1. “Rupert thinks spending money on rent is just a waste, don’t you darling?”
Fine if you can pay for a house in cash. For the rest of us, why is the interest paid to a bank not a waste? Even with a 3 per cent mortgage over 20 years, interest amounts to a third of the total payments. At 5 per cent over 25 years, it’s three-quarters.
In the UK, two-year mortgages have just risen over 6 per cent, for the first time since 2008. If that rate held for 25 years you’d be purchasing your house twice over. Now that’s what I call a waste, Rupe — that money could have funded a start-up.
2. “Daddy told me house prices always go up. He bought me a flat out of college.”

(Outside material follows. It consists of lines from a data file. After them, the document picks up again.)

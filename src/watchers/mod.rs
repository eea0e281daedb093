use eyre::Result;
use tokio::sync::mpsc;
use tracing::{error, info, warn};

pub mod evm;

pub use evm::EvmWatcher;

/// Supervises one watcher per source chain
pub struct WatcherManager {
    watchers: Vec<EvmWatcher>,
}

impl WatcherManager {
    pub fn new(watchers: Vec<EvmWatcher>) -> Self {
        let mut seen = std::collections::HashSet::new();
        for watcher in &watchers {
            if !seen.insert(watcher.chain()) {
                warn!(chain = %watcher.chain(), "Duplicate watcher for chain");
            }
        }
        info!(
            watchers = watchers.len(),
            chains = ?watchers.iter().map(|w| w.chain().as_str()).collect::<Vec<_>>(),
            "Watcher manager created"
        );
        Self { watchers }
    }

    /// Run all watchers concurrently
    /// Returns when any watcher fails or shutdown signal received
    pub async fn run(self, mut shutdown: mpsc::Receiver<()>) -> Result<()> {
        let mut join_set = tokio::task::JoinSet::new();

        for watcher in self.watchers {
            join_set.spawn(async move { watcher.run().await });
        }

        tokio::select! {
            _ = shutdown.recv() => {
                info!("Shutdown signal received, stopping watchers");
                join_set.abort_all();
                Ok(())
            }
            maybe_done = join_set.join_next() => {
                match maybe_done {
                    Some(Ok(Ok(()))) => {
                        error!("A watcher exited unexpectedly without error");
                        Err(eyre::eyre!("watcher exited unexpectedly"))
                    }
                    Some(Ok(Err(e))) => {
                        error!("A watcher stopped with error: {:?}", e);
                        Err(e)
                    }
                    Some(Err(e)) => {
                        error!("A watcher task panicked: {:?}", e);
                        Err(eyre::eyre!("watcher task panicked: {}", e))
                    }
                    None => {
                        error!("No watcher tasks running");
                        Err(eyre::eyre!("no watcher tasks running"))
                    }
                }
            }
        }
    }
}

Well, most assets rise in price due to inflation. In the short, medium and long run, however, the statement is hogwash. Steep and sudden falls, or long periods of prices drifting — such as in continental Europe until recently — are common.
How about the 40 per cent plunge in Hong Kong property prices in 1997, or the one-fifth decline in the US and UK — the former during the financial crisis, the latter in the early 1990s? Daddy must remember those.
Likewise in the medium term, Japanese house prices declined year after year for decades after the bubble burst in 1989 and ended up two-thirds lower on average. Some condos fell 90 per cent in Tokyo.
And in the long run, housing is mostly an awful investment, barely keeping up with inflation in developed countries. FTSE 100 returns are double UK house price growth since 1990. In the US, equities have given you 15 times the return of housing over 100 years.
3. “It’s all about supply and demand . . . no land, building restrictions, blah blah.”
What is ironic about the Hong Kong and Japanese examples, is that locals never expected a crash for the same reasons given in the UK today — that supply is constrained.
Nonsense, look out an aeroplane window. Even in Japan, where just 14 per cent of land is suitable for construction, when the panic set in, suddenly there was plenty of supply. The first thing I noticed when moving to Britain in 1990 was for-sale signs everywhere.
Likewise, demand is hardly inelastic. As with every asset, prices are a function of the incomes that support them. When the Imperial Palace was worth more than California, central Tokyo apartments reached 16 times average gross incomes at their peak.
That is not much more than the 13 times in London today. It’s madness to believe the UK is unique. And even if it is, for the country as a whole, the average house is now about nine times earnings, the highest it has been for 150 years, according to Schroders.
Remember too that because houses are a financial as well as physical asset, prices should also reflect the future. So there is no point arguing about a rosy outlook for Australian or US immigration, for example. As with equities, that should already be discounted.
4. “We’ve decided to go to Barbados this winter — our home has tripled in value.”
Lucky indeed, but you’re only minted if you manage to sell your house while prices are high, if you have properly accounted for the cost and time spent renovating, and if you trade down.
Some people are good at finding a bargain. If your home has tripled in value, however, the chances are you will need to buy a house that has also tripled in value after you sell. Sure, your purchasing power has been maintained versus a renter, but in absolute terms you will only feel richer if you move somewhere cheaper.
5. “You know where you are with bricks and mortar — it’s future proof, isn’t it?”
Here I make two predictions. First, flying cars will drastically reduce the price differential between urban and rural house prices. Second, no one will want your flat or suburban home when they can have a mansion by the sea in virtual reality.